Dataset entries
____
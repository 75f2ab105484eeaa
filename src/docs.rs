// src/docs.rs

use utoipa::OpenApi;

use crate::handlers;
use crate::models;

#[derive(OpenApi)]
#[openapi(
    paths(
        // --- Catalog ---
        handlers::catalog::create_item,
        handlers::catalog::list_items,
        handlers::catalog::get_item,
        handlers::catalog::update_item,
        handlers::catalog::delete_item,
        handlers::catalog::create_location,
        handlers::catalog::list_locations,
        handlers::catalog::get_location,
        handlers::catalog::update_location,
        handlers::catalog::delete_location,

        // --- INVENTORY ---
        handlers::inventory::create_inbound,
        handlers::inventory::create_outbound,
        handlers::inventory::reserve,
        handlers::inventory::release,
        handlers::inventory::list_stock_levels,
        handlers::inventory::list_movements,
        handlers::inventory::revert_movement,
        handlers::inventory::list_transfer_orders,
        handlers::inventory::get_transfer_order,

        // --- Dashboard ---
        handlers::dashboard::get_stats,
    ),
    components(
        schemas(
            // --- Catalog ---
            models::catalog::LocationKind,
            models::catalog::Item,
            models::catalog::Location,
            models::catalog::CreateItemPayload,
            models::catalog::UpdateItemPayload,
            models::catalog::CreateLocationPayload,
            models::catalog::UpdateLocationPayload,

            // --- Inventory ---
            models::inventory::MovementDirection,
            models::inventory::MovementType,
            models::inventory::StockLevel,
            models::inventory::StockLevelView,
            models::inventory::Movement,
            models::inventory::TransferOrder,
            models::inventory::TransferOrderDetail,
            models::inventory::InboundPayload,
            models::inventory::OutboundPayload,
            models::inventory::ReservationPayload,

            // --- DASHBOARD ---
            models::dashboard::InventoryStats,
            models::dashboard::LowStockEntry,
        )
    ),
    tags(
        (name = "Catalog", description = "Itens e Locais (com remoção lógica)"),
        (name = "Inventory", description = "Saldos, Reservas, Movimentações e Transferências"),
        (name = "Dashboard", description = "Indicadores de Estoque")
    )
)]
pub struct ApiDoc;
use strum::IntoEnumIterator;
use table::{Column, IntoTable, Table};
pub(crate) mod table;

use super::CliSettings;
use crate::registry::templates::TEMPLATES;
use crate::registry::{Consumer, ProviderClass};
use crate::{ListingFormat, ModelsArgs, ProviderArgs};

fn join<T: ToString>(values: &[T]) -> String {
    values
        .iter()
        .map(|v| v.to_string())
        .collect::<Vec<_>>()
        .join(",")
}

#[derive(serde::Serialize)]
#[serde(rename_all = "camelCase")]
struct ProviderRow {
    id: String,
    name: Option<String>,
    class: ProviderClass,
    connectors: Vec<Consumer>,
    models: usize,
    bound_to: Vec<Consumer>,
}

impl From<Vec<ProviderRow>> for Table {
    fn from(value: Vec<ProviderRow>) -> Self {
        let mut tab = Table::new(vec![
            Column::left("ID"),
            Column::left("NAME"),
            Column::left("CLASS"),
            Column::left("CONNECTORS"),
            Column::right("MODELS"),
            Column::left("BOUND"),
        ]);

        for provider in value {
            tab.add_row(vec![
                provider.id,
                provider.name.unwrap_or_default(),
                provider.class.to_string(),
                join(&provider.connectors),
                provider.models.to_string(),
                join(&provider.bound_to),
            ]);
        }

        tab
    }
}

#[derive(serde::Serialize)]
#[serde(rename_all = "camelCase")]
struct TemplateRow {
    id: &'static str,
    name: &'static str,
    class: ProviderClass,
    env_key: &'static str,
    models: Vec<&'static str>,
}

impl From<Vec<TemplateRow>> for Table {
    fn from(value: Vec<TemplateRow>) -> Self {
        let mut tab = Table::new(vec![
            Column::left("TEMPLATE"),
            Column::left("NAME"),
            Column::left("CLASS"),
            Column::left("KEY"),
            Column::left("MODELS"),
        ]);

        for template in value {
            tab.add_row(vec![
                template.id.to_string(),
                template.name.to_string(),
                template.class.to_string(),
                template.env_key.to_string(),
                join(&template.models),
            ]);
        }

        tab
    }
}

#[derive(serde::Serialize)]
#[serde(rename_all = "camelCase")]
struct BindingRow {
    consumer: Consumer,
    provider: Option<String>,
    model: Option<String>,
    #[serde(skip_serializing_if = "Option::is_none")]
    hint: Option<String>,
}

impl From<Vec<BindingRow>> for Table {
    fn from(value: Vec<BindingRow>) -> Self {
        let mut tab = Table::new(vec![
            Column::left("CONSUMER"),
            Column::left("PROVIDER"),
            Column::left("MODEL"),
            Column::left("NOTE"),
        ]);

        for binding in value {
            tab.add_row(vec![
                binding.consumer.to_string(),
                binding.provider.unwrap_or_default(),
                binding.model.unwrap_or_default(),
                binding.hint.unwrap_or_default(),
            ]);
        }

        tab
    }
}

#[derive(serde::Serialize)]
#[serde(rename_all = "camelCase")]
struct ModelRow {
    model_id: String,
    sent_as: String,
    recommended: bool,
    selected: bool,
}

impl From<Vec<ModelRow>> for Table {
    fn from(value: Vec<ModelRow>) -> Self {
        let mut tab = Table::new(vec![
            Column::left("MODEL"),
            Column::left("SENT_AS"),
            Column::left("RECOMMENDED"),
            Column::left("SELECTED"),
        ]);

        let mark = |set: bool| (if set { "*" } else { "" }).to_string();

        for model in value {
            tab.add_row(vec![
                model.model_id,
                model.sent_as,
                mark(model.recommended),
                mark(model.selected),
            ]);
        }

        tab
    }
}

pub(crate) fn format_output<O: IntoTable + serde::Serialize>(object: O, format: ListingFormat) {
    match format {
        ListingFormat::Json => match serde_json::to_string_pretty(&object) {
            Ok(output) => println!("{}", output),
            Err(err) => crate::die!("failed to serialize output: {}", err),
        },
        ListingFormat::Table => {
            let tab = object.into_table();

            print!("{}", tab);
        }
        ListingFormat::HeaderlessTable => {
            let mut tab = object.into_table();

            tab.print_header(false);

            print!("{}", tab);
        }
    }
}

pub(crate) fn providers_cmd(settings: &CliSettings, format: ListingFormat) {
    let rows: Vec<ProviderRow> = settings
        .providers()
        .into_iter()
        .map(|provider| ProviderRow {
            bound_to: Consumer::iter()
                .filter(|c| {
                    settings.selection(*c).and_then(|s| s.provider_id())
                        == Some(provider.id.as_str())
                })
                .collect(),
            models: provider.model_ids().len(),
            connectors: provider.connectors.keys().copied().collect(),
            class: provider.class,
            name: provider.name,
            id: provider.id,
        })
        .collect();

    format_output(rows, format);
}

pub(crate) fn show_cmd(settings: &CliSettings, args: &ProviderArgs) {
    let provider = match settings.provider(&args.id) {
        Ok(provider) => provider,
        Err(err) => crate::die!("{}", err),
    };

    match serde_json::to_string_pretty(&provider) {
        Ok(output) => println!("{}", output),
        Err(err) => crate::die!("failed to serialize provider: {}", err),
    }
}

pub(crate) fn templates_cmd(format: ListingFormat) {
    let rows: Vec<TemplateRow> = TEMPLATES
        .iter()
        .map(|t| TemplateRow {
            id: t.id,
            name: t.name,
            class: t.class,
            env_key: t.env_key,
            models: t.models.iter().map(|(id, _)| *id).collect(),
        })
        .collect();

    format_output(rows, format);
}

pub(crate) fn bindings_cmd(settings: &CliSettings, format: ListingFormat) {
    let rows: Vec<BindingRow> = Consumer::iter()
        .filter_map(|consumer| settings.selection(consumer))
        .map(|state| BindingRow {
            consumer: state.consumer(),
            provider: state.provider_id().map(|s| s.to_string()),
            model: state.model_id().map(|s| s.to_string()),
            hint: state.hint().map(|s| s.to_string()),
        })
        .collect();

    format_output(rows, format);
}

pub(crate) fn models_cmd(settings: &CliSettings, args: &ModelsArgs, format: ListingFormat) {
    let selection = settings.selection(args.consumer);

    let provider_id = match args
        .provider
        .as_deref()
        .or_else(|| selection.and_then(|s| s.provider_id()))
    {
        Some(id) => id,
        None => crate::die!(
            "{} has no bound provider, pass one explicitly",
            args.consumer
        ),
    };

    let provider = match settings.provider(provider_id) {
        Ok(provider) => provider,
        Err(err) => crate::die!("{}", err),
    };

    let models = match settings.effective_models(args.consumer, provider_id) {
        Ok(models) => models,
        Err(err) => crate::die!("failed to list models: {}", err),
    };

    let selected = selection
        .filter(|s| s.provider_id() == Some(provider_id))
        .and_then(|s| s.model_id());

    let rows: Vec<ModelRow> = models
        .into_iter()
        .map(|model_id| ModelRow {
            sent_as: provider
                .connectors
                .get(&args.consumer)
                .map_or(model_id.as_str(), |c| c.resolve_model(&model_id))
                .to_string(),
            recommended: provider.recommended_default(args.consumer) == Some(model_id.as_str()),
            selected: selected == Some(model_id.as_str()),
            model_id,
        })
        .collect();

    format_output(rows, format);
}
____
▸ **GOAL OF THE EXERCISE**
List all lines from the entries that include the word "values".

▸ **EXERCISE SOLUTION**
fn join<T: ToString>(values: &[T]) -> String {
    values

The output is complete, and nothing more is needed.